Soon enough, the slaves dispersed to their positions and the soldiers and supply-men beat a hasty retreat. Down either span of the palisade wall, lanterns were refilled and crossbows pulled down from their hooks, the watch officers drifting from post to post as the slaves settled in for the long evening.
Cob and Fendil bracketed the small door beside the River Gate. As soon as the officer passed from view, Fendil reached under his tunic and withdrew his pipe, packed it from his rashi pouch and lit it off the lantern. He took a pull, the ember-flare uplighting his long face, then exhaled a thick coil of smoke. "You want?" he said, tipping the pipe toward Cob.
Cob waved it off. He had tried the stuff before, back when the army had supplied it to the slaves for its calming properties, but it had done nothing for him and then had been banned after the camp wards went up. Apparently its interaction with arcane emanations made users hallucinate. The black market trade in it was fierce.
"Your loss. Got more if you want later," Fendil said, and tucked the pouch away. Cob nodded and tried to breathe through the far corner of his mouth.

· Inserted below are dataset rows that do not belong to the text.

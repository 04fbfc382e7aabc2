use crate::e621::sender::{PageOutcome, PostSource};

/// Default number of posts requested per page.
pub(crate) const DEFAULT_PAGE_SIZE: u32 = 20;

/// Default upper bound on scanned pages.
pub(crate) const DEFAULT_MAX_SCAN_PAGES: u32 = 200;

/// Why a scan stopped.
#[derive(Debug, Clone, Copy, PartialEq, Eq)]
pub(crate) enum ScanEnd {
    /// A page came back empty; the page before it was the last.
    Exhausted,
    /// A page came back with fewer posts than the page size; it is the last page.
    LastPage,
    /// The page cap was hit while the API kept returning full pages.
    CapReached,
    /// A page request failed. Scanning stopped as if the results were exhausted.
    TransportError,
}

/// Estimated size of a query's result set.
#[derive(Debug, Clone, Copy, PartialEq, Eq)]
pub(crate) struct ScanResult {
    /// The page the scan would have continued to. For a partial last page this is that page.
    /// Callers may scrape up to this many pages.
    pub(crate) total_pages: u32,
    /// Posts seen across all scanned pages.
    pub(crate) total_posts: u64,
    /// Pages that returned posts.
    pub(crate) scanned_pages: u32,
    /// How the scan ended.
    pub(crate) end: ScanEnd,
}

impl ScanResult {
    /// Whether the counts are a lower bound rather than the real size of the result set.
    pub(crate) fn is_estimate(&self) -> bool {
        matches!(self.end, ScanEnd::CapReached | ScanEnd::TransportError)
    }
}

/// Walks the result pages of a query to count posts without downloading anything.
pub(crate) struct PageScanner<'a, S: PostSource> {
    source: &'a S,
    page_size: u32,
    max_pages: u32,
}

impl<'a, S: PostSource> PageScanner<'a, S> {
    pub(crate) fn new(source: &'a S) -> Self {
        PageScanner {
            source,
            page_size: DEFAULT_PAGE_SIZE,
            max_pages: DEFAULT_MAX_SCAN_PAGES,
        }
    }

    pub(crate) fn page_size(mut self, page_size: u32) -> Self {
        self.page_size = page_size.max(1);
        self
    }

    pub(crate) fn max_pages(mut self, max_pages: u32) -> Self {
        self.max_pages = max_pages.max(1);
        self
    }

    /// Scans `query` from page 1 until the results run out, a page is short, or the cap is hit.
    pub(crate) fn scan(&self, query: &str) -> ScanResult {
        let mut page = 1;
        let mut total_posts = 0;

        let end = loop {
            if page > self.max_pages {
                warn!(
                    "Stopped scanning \"{}\" after {} pages; the real result set may be larger.",
                    query, self.max_pages
                );
                break ScanEnd::CapReached;
            }

            let count = match self.source.fetch_page(query, page, self.page_size) {
                PageOutcome::Posts(posts) => posts.len() as u64,
                PageOutcome::Empty => break ScanEnd::Exhausted,
                PageOutcome::Failed(err) => {
                    warn!("Scan of \"{}\" stopped at page {}: {}", query, page, err);
                    break ScanEnd::TransportError;
                }
            };

            total_posts += count;
            trace!("Scanned page {} of \"{}\": {} posts", page, query, count);
            if count < u64::from(self.page_size) {
                break ScanEnd::LastPage;
            }
            page += 1;
        };

        let scanned_pages = match end {
            ScanEnd::LastPage => page,
            ScanEnd::Exhausted | ScanEnd::TransportError => page - 1,
            ScanEnd::CapReached => self.max_pages,
        };

        ScanResult {
            total_pages: page,
            total_posts,
            scanned_pages,
            end,
        }
    }
}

Of all the team, he found Fendil the easiest to get along with. A northern Illanite with an intense rashi habit, he was a bit leaner and lighter-toned than Maevor or Horrum and seemed to exist in a constant state of geniality. Rumor said that he and Erevard had been more than just grifters before being caught and enslaved--that they had been murderers--but though Cob would have believed it of Erevard, it did not fit Fendil. Deep in his mellow haze, he could be directed easily, but in a crisis he was muddled and useless. Putting him on guard-duty meant that he would spend the whole night watching the butterflies in his mind.